- [Work order]
A verbatim reproduction of the lines below, from the line containing "let timestamp_iso = iso_timestamp(snapshot.timestamp_ms);" through the line containing "let mut wrote_any = false;", both ends included, is the whole required output.

★ ★ ★ ★ ★

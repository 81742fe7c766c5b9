// Copyright 2025 N. Dornseif
//
// Dual-licensed under Apache 2.0 and MIT terms.

//! Bounded history of [`MetricRecord`]s, bit-snapshot persistence on EVENT,
//! the CSV test log, and USB export.

use std::collections::VecDeque;
use std::fs::{self, OpenOptions};
use std::path::{Path, PathBuf};

use chrono::{DateTime, Utc};

use crate::error::{ExportError, PersistError};
use crate::model::{AnalysisSnapshot, DetectorState, MetricRecord};

pub struct MetricsStore {
    history: VecDeque<MetricRecord>,
    history_cap: usize,
    events: Vec<MetricRecord>,
    snapshot_dir: PathBuf,
    snapshot_bits: usize,
    log_csv: Option<PathBuf>,
}

impl MetricsStore {
    pub fn new(history_cap: usize, snapshot_dir: PathBuf, snapshot_bits: usize, log_csv: Option<PathBuf>) -> Self {
        MetricsStore {
            history: VecDeque::with_capacity(history_cap.max(1)),
            history_cap: history_cap.max(1),
            events: Vec::new(),
            snapshot_dir,
            snapshot_bits,
            log_csv,
        }
    }

    pub fn history(&self) -> &VecDeque<MetricRecord> {
        &self.history
    }

    pub fn events(&self) -> &[MetricRecord] {
        &self.events
    }

    /// Appends a record for this tick; on EVENT, also records it in the
    /// event log and persists the trailing bit sample. Logs (but does not
    /// propagate) persistence failures — the next snapshot is still
    /// attempted.
    pub fn add(&mut self, snapshot: &AnalysisSnapshot, bits: &[u8]) {
        let record = MetricRecord::from(snapshot);
        if self.history.len() == self.history_cap {
            self.history.pop_front();
        }
        self.history.push_back(record.clone());

        if let Err(err) = self.write_csv_rows(snapshot) {
            tracing::warn!(error = %err, "failed to append CSV row");
        }

        if snapshot.detector_state == DetectorState::Event {
            self.events.push(record);
            if self.snapshot_bits > 0 {
                if let Err(err) = self.persist_bits(snapshot.timestamp_ms, bits) {
                    tracing::warn!(error = %err, "failed to persist event snapshot");
                }
            }
        }
    }

    fn persist_bits(&self, timestamp_ms: i64, bits: &[u8]) -> Result<(), PersistError> {
        fs::create_dir_all(&self.snapshot_dir).map_err(|source| PersistError::Snapshot {
            path: self.snapshot_dir.clone(),
            source,
        })?;
        let tail_start = bits.len().saturating_sub(self.snapshot_bits);
        let tail = &bits[tail_start..];
        let path = self.snapshot_dir.join(format!("snapshot_{timestamp_ms}.bin"));
        fs::write(&path, tail).map_err(|source| PersistError::Snapshot { path, source })
    }

    fn write_csv_rows(&self, snapshot: &AnalysisSnapshot) -> Result<(), PersistError> {
        let Some(path) = &self.log_csv else {
            return Ok(());
        };
        let write_header = !path.exists();
        let file = OpenOptions::new()
            .create(true)
            .append(true)
            .open(path)
            .map_err(|source| PersistError::Csv { path: path.clone(), source })?;
        let mut writer = csv::WriterBuilder::new()
            .has_headers(false)
            .from_writer(file);

        if write_header {
            writer
                .write_record([
                    "timestamp_ms",
                    "timestamp_iso",
                    "window",
                    "test",
                    "z_score",
                    "p_value",
                    "q_value",
                    "gdi",
                    "state",
                    "reason",
                ])
                .map_err(|source| csv_persist_err(path, source))?;
        }

        let timestamp_iso = iso_timestamp(snapshot.timestamp_ms);
        let gdi = snapshot.combined.gdi.to_string();
        let state = snapshot.detector_state.as_str();
        let reason = snapshot.detector_reason;

        let mut wrote_any = false;
        for summary in &snapshot.combined.window_summaries {
            for result in &summary.tests {
                wrote_any = true;
                let q = summary.q_values.get(&result.key()).copied().unwrap_or(1.0);
                writer
                    .write_record([
                        snapshot.timestamp_ms.to_string(),
                        timestamp_iso.clone(),
                        summary.window.to_string(),
                        result.name.to_string(),
                        result.z_score.to_string(),
                        result.p_value.to_string(),
                        q.to_string(),
                        gdi.clone(),
                        state.to_string(),
                        reason.to_string(),
                    ])
                    .map_err(|source| csv_persist_err(path, source))?;
            }
        }
        if !wrote_any {
            writer
                .write_record([
                    snapshot.timestamp_ms.to_string(),
                    timestamp_iso,
                    String::new(),
                    String::new(),
                    String::new(),
                    String::new(),
                    String::new(),
                    gdi,
                    state.to_string(),
                    reason.to_string(),
                ])
                .map_err(|source| csv_persist_err(path, source))?;
        }
        writer.flush().map_err(|source| PersistError::Csv { path: path.clone(), source })
    }

    /// Copies the CSV log (if present) and the `count` most recently
    /// modified snapshot files into
    /// `mount/pi_rng_export_<YYYYMMDD_HHMMSSZ>/`.
    pub fn export_to_usb(&self, mount: &Path, count: usize) -> Result<PathBuf, ExportError> {
        let stamp = Utc::now().format("%Y%m%d_%H%M%SZ");
        let export_dir = mount.join(format!("pi_rng_export_{stamp}"));
        fs::create_dir_all(&export_dir).map_err(|source| ExportError::CreateDir {
            path: export_dir.clone(),
            source,
        })?;

        if let Some(csv_path) = &self.log_csv {
            if csv_path.exists() {
                let dest = export_dir.join(csv_path.file_name().unwrap_or_default());
                fs::copy(csv_path, &dest).map_err(|source| ExportError::Copy {
                    from: csv_path.clone(),
                    to: dest,
                    source,
                })?;
            }
        }

        let snapshots_dir = export_dir.join("snapshots");
        fs::create_dir_all(&snapshots_dir).map_err(|source| ExportError::CreateDir {
            path: snapshots_dir.clone(),
            source,
        })?;
        for file in self.most_recent_snapshots(count) {
            let dest = snapshots_dir.join(file.file_name().unwrap_or_default());
            fs::copy(&file, &dest).map_err(|source| ExportError::Copy {
                from: file.clone(),
                to: dest,
                source,
            })?;
        }
        Ok(export_dir)
    }

    fn most_recent_snapshots(&self, count: usize) -> Vec<PathBuf> {
        let Ok(entries) = fs::read_dir(&self.snapshot_dir) else {
            return Vec::new();
        };
        let mut files: Vec<(std::time::SystemTime, PathBuf)> = entries
            .filter_map(|entry| entry.ok())
            .filter_map(|entry| {
                let metadata = entry.metadata().ok()?;
                let modified = metadata.modified().ok()?;
                Some((modified, entry.path()))
            })
            .collect();
        files.sort_by(|a, b| b.0.cmp(&a.0));
        files.into_iter().take(count).map(|(_, path)| path).collect()
    }
}

fn iso_timestamp(timestamp_ms: i64) -> String {
    DateTime::<Utc>::from_timestamp_millis(timestamp_ms)
        .map(|dt| dt.to_rfc3339())
        .unwrap_or_default()
}

fn csv_persist_err(path: &Path, source: csv::Error) -> PersistError {
    PersistError::Csv {
        path: path.to_path_buf(),
        source: std::io::Error::new(std::io::ErrorKind::Other, source.to_string()),
    }
}

#[cfg(test)]
mod tests {
    use super::*;
    use crate::model::{CombinedStats, TestResult, WindowSummary};
    use std::collections::HashMap;

    fn snapshot(state: DetectorState, reason: &'static str) -> AnalysisSnapshot {
        let summary = WindowSummary::new(32, vec![TestResult::new("monobit", 32, 0.2, 1.0)]);
        let mut q_values = HashMap::new();
        q_values.insert("monobit@32".to_string(), 0.2);
        AnalysisSnapshot {
            timestamp_ms: 1_700_000_000_000,
            combined: CombinedStats {
                gdi: 1.0,
                q_values,
                window_summaries: vec![summary],
            },
            detector_state: state,
            detector_reason: reason,
        }
    }

    #[test]
    fn s6_event_persists_trailing_snapshot_bits() {
        let dir = tempfile::tempdir().unwrap();
        let mut store = MetricsStore::new(100, dir.path().to_path_buf(), 16, None);
        let bits: Vec<u8> = (0..32).map(|i| (i % 2) as u8).collect();
        store.add(&snapshot(DetectorState::Event, "gdi_threshold"), &bits);

        let files: Vec<_> = fs::read_dir(dir.path()).unwrap().filter_map(|e| e.ok()).collect();
        assert_eq!(files.len(), 1);
        let name = files[0].file_name().into_string().unwrap();
        assert!(name.starts_with("snapshot_1700000000000"));
        let contents = fs::read(files[0].path()).unwrap();
        assert_eq!(contents, bits[16..]);
    }

    #[test]
    fn calm_tick_does_not_persist_a_snapshot() {
        let dir = tempfile::tempdir().unwrap();
        let mut store = MetricsStore::new(100, dir.path().to_path_buf(), 16, None);
        store.add(&snapshot(DetectorState::Calm, "calm"), &[0, 1, 0, 1]);
        assert_eq!(fs::read_dir(dir.path()).unwrap().count(), 0);
    }

    #[test]
    fn history_is_bounded() {
        let dir = tempfile::tempdir().unwrap();
        let mut store = MetricsStore::new(2, dir.path().to_path_buf(), 0, None);
        for _ in 0..5 {
            store.add(&snapshot(DetectorState::Calm, "calm"), &[0, 1]);
        }
        assert_eq!(store.history().len(), 2);
    }

    #[test]
    fn csv_log_writes_header_then_one_row_per_test_result() {
        let dir = tempfile::tempdir().unwrap();
        let csv_path = dir.path().join("log.csv");
        let mut store = MetricsStore::new(10, dir.path().join("snaps"), 0, Some(csv_path.clone()));
        store.add(&snapshot(DetectorState::Calm, "calm"), &[0, 1]);

        let contents = fs::read_to_string(&csv_path).unwrap();
        let mut lines = contents.lines();
        assert_eq!(lines.next().unwrap(), "timestamp_ms,timestamp_iso,window,test,z_score,p_value,q_value,gdi,state,reason");
        assert!(lines.next().unwrap().contains("monobit"));
    }

    #[test]
    fn export_copies_csv_and_recent_snapshots() {
        let dir = tempfile::tempdir().unwrap();
        let snapshot_dir = dir.path().join("snaps");
        fs::create_dir_all(&snapshot_dir).unwrap();
        fs::write(snapshot_dir.join("snapshot_1.bin"), [1, 2, 3]).unwrap();
        let csv_path = dir.path().join("log.csv");
        fs::write(&csv_path, "header\n").unwrap();

        let store = MetricsStore::new(10, snapshot_dir, 0, Some(csv_path));
        let mount = dir.path().join("mount");
        let export_dir = store.export_to_usb(&mount, 5).unwrap();

        assert!(export_dir.join("log.csv").exists());
        assert!(export_dir.join("snapshots").join("snapshot_1.bin").exists());
    }
}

★ ★ ★ ★ ★

- [Solution to the problem]
        let timestamp_iso = iso_timestamp(snapshot.timestamp_ms);
        let gdi = snapshot.combined.gdi.to_string();
        let state = snapshot.detector_state.as_str();
        let reason = snapshot.detector_reason;

        let mut wrote_any = false;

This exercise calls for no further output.